Mutual funds explained
What is a mutual fund and how exactly does one invest in them?
Adapted from "The Right Way to Invest in Mutual Funds" and "Investing for the Financially Challenged," both by Money magazine senior editor Walter Updegrave.
A mutual fund pools money together from thousands of small investors and then its manager buys stocks, bonds or other securities with it.
When you contribute money to a fund, you get a stake in all its investments.
That's a big deal: Since most funds allow you to begin investing with as little as a couple thousand dollars, you can attain a diversified portfolio for much less than you could buying individual stocks and bonds. Plus, you don't have to worry about keeping track of dozens of holdings - that's the fund manager's job.
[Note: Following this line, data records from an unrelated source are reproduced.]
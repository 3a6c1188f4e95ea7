//! Line-based quiz driver for the terminal.

use std::io::Write;

use tokio::io::{AsyncBufReadExt, BufReader};

use quiz_core::events::QuizEvent;
use quiz_core::model::{Question, QuizLength, QuizResult};
use services::{ExportFormat, QuizEngine, QuizError};

#[derive(Debug, Clone, Copy, PartialEq, Eq)]
enum Input {
    Select(usize),
    Submit(Option<usize>),
    Next,
    Previous,
    GoTo(usize),
    Flag,
    RuleOut(usize),
    Save,
    Finish,
    Export(ExportFormat),
    Help,
    Quit,
}

fn option_index(raw: &str) -> Option<usize> {
    let mut chars = raw.trim().chars();
    let letter = chars.next()?.to_ascii_uppercase();
    if chars.next().is_some() || !letter.is_ascii_uppercase() {
        return None;
    }
    Some(usize::from(letter as u8 - b'A'))
}

fn parse_input(line: &str) -> Result<Input, String> {
    let line = line.trim();
    let (head, rest) = line.split_once(' ').unwrap_or((line, ""));
    let rest = rest.trim();

    // A lone capital letter picks an option; lowercase words are commands.
    if rest.is_empty() && head.len() == 1 && head.chars().all(|c| c.is_ascii_uppercase()) {
        return option_index(head)
            .map(Input::Select)
            .ok_or_else(|| format!("not an option letter: {head}"));
    }

    match (head, rest) {
        ("s", "") => Ok(Input::Submit(None)),
        ("s", letter) => option_index(letter)
            .map(|i| Input::Submit(Some(i)))
            .ok_or_else(|| format!("not an option letter: {letter}")),
        ("n", "") => Ok(Input::Next),
        ("p", "") => Ok(Input::Previous),
        ("g", number) => match number.parse::<usize>() {
            Ok(n) if n > 0 => Ok(Input::GoTo(n - 1)),
            _ => Err(format!("not a question number: {number:?}")),
        },
        ("f", "") => Ok(Input::Flag),
        ("x", letter) => option_index(letter)
            .map(Input::RuleOut)
            .ok_or_else(|| format!("not an option letter: {letter:?}")),
        ("save", "") => Ok(Input::Save),
        ("finish", "") => Ok(Input::Finish),
        ("export", format) => format.parse().map(Input::Export),
        ("h" | "help" | "?", "") => Ok(Input::Help),
        ("q" | "quit", "") => Ok(Input::Quit),
        _ => Err(format!("unknown command: {line:?} (type h for help)")),
    }
}

fn print_help() {
    println!("  A..Z        select an option");
    println!("  s [X]       submit the selection (or option X)");
    println!("  n / p       next / previous question");
    println!("  g N         go to question N");
    println!("  f           flag or unflag this question");
    println!("  x X         rule option X out (again to restore)");
    println!("  save        save progress");
    println!("  finish      finish and record the result");
    println!("  export json|csv");
    println!("  q           save and quit");
}

fn render(engine: &QuizEngine) {
    let (Some(question), Some(session)) = (engine.current_question(), engine.session()) else {
        return;
    };
    let view = session.view();

    println!();
    println!(
        "Question {}/{}{}",
        view.index + 1,
        view.total,
        if view.flagged { "  [flagged]" } else { "" }
    );
    println!("{}", question.prompt());
    for (i, option) in question.options().iter().enumerate() {
        let marker = match (view.selected == Some(i), view.ruled_out.contains(&i)) {
            (true, _) => ">",
            (false, true) => "~",
            (false, false) => " ",
        };
        println!(" {marker} {}. {option}", Question::option_label(i));
    }
    if view.submitted {
        print_feedback(question, view.selected);
    }
}

fn print_feedback(question: &Question, selected: Option<usize>) {
    let correct = question.correct_index();
    if selected != Some(correct) {
        println!(
            "Answer: {}. {}",
            Question::option_label(correct),
            question.options()[correct]
        );
    }
    if let Some(explanation) = question.explanation() {
        println!("{explanation}");
    }
}

fn print_result(result: &QuizResult) {
    println!();
    println!(
        "{}: {}/{} correct ({}%), {} unanswered, {}m {}s",
        result.name,
        result.score.correct,
        result.score.answered,
        result.score.percentage,
        result.score.unanswered,
        result.total_time_secs / 60,
        result.total_time_secs % 60
    );
    if !result.flagged.is_empty() {
        let flagged: Vec<String> = result.flagged.iter().map(|i| (i + 1).to_string()).collect();
        println!("Flagged: {}", flagged.join(", "));
    }
}

/// Prints one line of feedback per notification.
pub fn print_event(event: &QuizEvent) {
    match event {
        QuizEvent::QuizStarted {
            name,
            question_count,
            pool_size,
        } => println!("Starting {name}: {question_count} of {pool_size} questions"),
        QuizEvent::AnswerSubmitted {
            is_correct,
            answered,
            total,
            time_spent_secs,
            ..
        } => println!(
            "{} ({answered}/{total} answered, {time_spent_secs}s)",
            if *is_correct { "Correct!" } else { "Incorrect." }
        ),
        QuizEvent::FlagToggled { index, flagged } => println!(
            "Question {} {}",
            index + 1,
            if *flagged { "flagged" } else { "unflagged" }
        ),
        QuizEvent::RuleOutToggled {
            option, ruled_out, ..
        } => println!(
            "Option {} {}",
            Question::option_label(*option),
            if *ruled_out { "ruled out" } else { "restored" }
        ),
        QuizEvent::ProgressSaved { .. } => println!("Progress saved."),
        QuizEvent::QuizFinished(result) => print_result(result),
        _ => {}
    }
}

async fn finish(engine: &QuizEngine) {
    match engine.finish_quiz().await {
        Ok(_) => {}
        Err(err) => {
            eprintln!("warning: result could not be saved ({err})");
            if let Ok(result) = engine.build_result() {
                print_result(&result);
            }
        }
    }
    if let Some(name) = engine.quiz_name() {
        if let Err(err) = engine.clear_progress(name).await {
            log::warn!("could not clear saved progress: {err}");
        }
    }
}

fn export(engine: &QuizEngine, format: ExportFormat) -> Result<(), Box<dyn std::error::Error>> {
    let export = engine.export_results()?;
    let content = match format {
        ExportFormat::Json => export.to_json()?,
        ExportFormat::Csv => export.to_csv(),
    };
    let file_name = export.file_name(format);
    std::fs::write(&file_name, content)?;
    println!("Wrote {file_name}");
    Ok(())
}

/// Resume saved progress or start a fresh attempt, then read commands until
/// the quiz is finished or the user quits.
///
/// # Errors
///
/// Returns an error if stdin cannot be read or no quiz is loaded.
pub async fn run_quiz(
    engine: &mut QuizEngine,
    length: QuizLength,
) -> Result<(), Box<dyn std::error::Error>> {
    let name = engine.quiz_name().cloned().ok_or(QuizError::NoActiveQuiz)?;
    match engine.load_progress(&name).await {
        Ok(true) => println!("Resuming saved progress for {name}."),
        Ok(false) => engine.start_quiz_with(length)?,
        Err(err) => {
            eprintln!("warning: progress may not be saved ({err})");
            engine.start_quiz_with(length)?;
        }
    }
    render(engine);

    let mut lines = BufReader::new(tokio::io::stdin()).lines();
    loop {
        print!("> ");
        std::io::stdout().flush()?;
        let Some(line) = lines.next_line().await? else {
            save_quietly(engine).await;
            return Ok(());
        };
        if line.trim().is_empty() {
            continue;
        }

        let input = match parse_input(&line) {
            Ok(input) => input,
            Err(msg) => {
                println!("{msg}");
                continue;
            }
        };

        let outcome: Result<(), QuizError> = match input {
            Input::Select(option) => engine.select_answer(option),
            Input::Submit(option) => {
                let selected = engine.current_index().and_then(|i| engine.answer(i));
                match option.or(selected) {
                    Some(option) => engine.submit_answer(option).map(|_| ()),
                    None => {
                        println!("Pick an option first.");
                        continue;
                    }
                }
            }
            Input::Next => {
                if !engine.next_question() {
                    if engine.progress().is_some_and(|p| p.is_complete()) {
                        finish(engine).await;
                        return Ok(());
                    }
                    println!("That was the last question. Type `finish` to end the quiz.");
                    continue;
                }
                Ok(())
            }
            Input::Previous => {
                if !engine.previous_question() {
                    println!("Already at the first question.");
                    continue;
                }
                Ok(())
            }
            Input::GoTo(index) => {
                if !engine.go_to_question(index) {
                    println!("No question {}.", index + 1);
                    continue;
                }
                Ok(())
            }
            Input::Flag => engine.toggle_flag().map(|_| ()),
            Input::RuleOut(option) => engine.toggle_rule_out(option).map(|_| ()),
            Input::Save => engine.save_progress().await,
            Input::Finish => {
                finish(engine).await;
                return Ok(());
            }
            Input::Export(format) => {
                if let Err(err) = export(engine, format) {
                    println!("export failed: {err}");
                }
                continue;
            }
            Input::Help => {
                print_help();
                continue;
            }
            Input::Quit => {
                save_quietly(engine).await;
                return Ok(());
            }
        };

        match outcome {
            Ok(()) => render(engine),
            Err(QuizError::AlreadySubmitted { .. }) => println!("Already submitted."),
            Err(err) => println!("{err}"),
        }
    }
}

async fn save_quietly(engine: &QuizEngine) {
    if !engine.is_active() {
        return;
    }
    if let Err(err) = engine.save_progress().await {
        eprintln!("warning: progress may not be saved ({err})");
    }
}

#[cfg(test)]
mod tests {
    use super::*;

    #[test]
    fn capital_letters_select_options() {
        assert_eq!(parse_input("B"), Ok(Input::Select(1)));
        assert_eq!(parse_input(" E "), Ok(Input::Select(4)));
    }

    #[test]
    fn commands_parse_with_arguments() {
        assert_eq!(parse_input("s"), Ok(Input::Submit(None)));
        assert_eq!(parse_input("s c"), Ok(Input::Submit(Some(2))));
        assert_eq!(parse_input("g 3"), Ok(Input::GoTo(2)));
        assert_eq!(parse_input("x a"), Ok(Input::RuleOut(0)));
        assert_eq!(parse_input("export csv"), Ok(Input::Export(ExportFormat::Csv)));
        assert_eq!(parse_input("f"), Ok(Input::Flag));
        assert_eq!(parse_input("q"), Ok(Input::Quit));
    }

    #[test]
    fn malformed_commands_are_rejected() {
        assert!(parse_input("g 0").is_err());
        assert!(parse_input("x 12").is_err());
        assert!(parse_input("export pdf").is_err());
        assert!(parse_input("jump").is_err());
    }
}
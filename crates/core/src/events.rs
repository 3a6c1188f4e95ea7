//! Typed notifications emitted by the quiz engine.
//!
//! Each variant carries enough state for a listener to redraw without calling
//! back into the engine.

use std::fmt;
use std::sync::Arc;

use chrono::{DateTime, Utc};

use crate::model::{QuizName, QuizResult};

/// Snapshot of one question as a presentation layer would render it.
#[derive(Debug, Clone, PartialEq, Eq)]
pub struct QuestionView {
    pub index: usize,
    pub total: usize,
    pub selected: Option<usize>,
    pub submitted: bool,
    pub flagged: bool,
    pub ruled_out: Vec<usize>,
}

#[derive(Debug, Clone, PartialEq)]
#[non_exhaustive]
pub enum QuizEvent {
    QuizLoaded {
        name: QuizName,
        question_count: usize,
    },
    QuizStarted {
        name: QuizName,
        question_count: usize,
        pool_size: usize,
    },
    QuestionChanged(QuestionView),
    AnswerSelected {
        index: usize,
        option: usize,
    },
    AnswerSubmitted {
        index: usize,
        option: usize,
        is_correct: bool,
        correct_index: usize,
        time_spent_secs: u64,
        answered: usize,
        total: usize,
    },
    FlagToggled {
        index: usize,
        flagged: bool,
    },
    RuleOutToggled {
        index: usize,
        option: usize,
        ruled_out: bool,
    },
    QuizFinished(Box<QuizResult>),
    ProgressSaved {
        name: QuizName,
        saved_at: DateTime<Utc>,
    },
    ProgressRestored {
        name: QuizName,
        view: QuestionView,
    },
    QuizReset,
}

impl QuizEvent {
    /// Short stable label, handy for logs.
    #[must_use]
    pub fn kind(&self) -> &'static str {
        match self {
            QuizEvent::QuizLoaded { .. } => "quiz_loaded",
            QuizEvent::QuizStarted { .. } => "quiz_started",
            QuizEvent::QuestionChanged(_) => "question_changed",
            QuizEvent::AnswerSelected { .. } => "answer_selected",
            QuizEvent::AnswerSubmitted { .. } => "answer_submitted",
            QuizEvent::FlagToggled { .. } => "flag_toggled",
            QuizEvent::RuleOutToggled { .. } => "rule_out_toggled",
            QuizEvent::QuizFinished(_) => "quiz_finished",
            QuizEvent::ProgressSaved { .. } => "progress_saved",
            QuizEvent::ProgressRestored { .. } => "progress_restored",
            QuizEvent::QuizReset => "quiz_reset",
        }
    }
}

/// Consumer of quiz notifications.
pub trait QuizListener: Send + Sync {
    fn on_event(&self, event: &QuizEvent);
}

impl<F> QuizListener for F
where
    F: Fn(&QuizEvent) + Send + Sync,
{
    fn on_event(&self, event: &QuizEvent) {
        self(event);
    }
}

/// Fan-out of events to every subscribed listener, in subscription order.
#[derive(Clone, Default)]
pub struct EventSink {
    listeners: Vec<Arc<dyn QuizListener>>,
}

impl EventSink {
    #[must_use]
    pub fn new() -> Self {
        Self::default()
    }

    pub fn subscribe(&mut self, listener: Arc<dyn QuizListener>) {
        self.listeners.push(listener);
    }

    pub fn emit(&self, event: &QuizEvent) {
        log::trace!("quiz event: {}", event.kind());
        for listener in &self.listeners {
            listener.on_event(event);
        }
    }
}

impl fmt::Debug for EventSink {
    fn fmt(&self, f: &mut fmt::Formatter<'_>) -> fmt::Result {
        f.debug_struct("EventSink")
            .field("listeners", &self.listeners.len())
            .finish()
    }
}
The price for a share of a open-end fund is determined by the net asset value, or NAV, which is the total value of the securities the fund owns divided by the number of fund shares outstanding.
If a mutual fund has a portfolio of stocks and bonds worth $10 million and there are a million fund shares, the NAV would be $10. A fund's NAV changes every day, after the market close, and reflects the price fluctuations of the fund's holdings.
The NAV is the price at which you can buy and sell shares, as long as you don't have to pay a sales commission, or "load." You have to pay a load fee when you buy from a broker, financial planner, insurance agent or other adviser. There are load and no-load funds.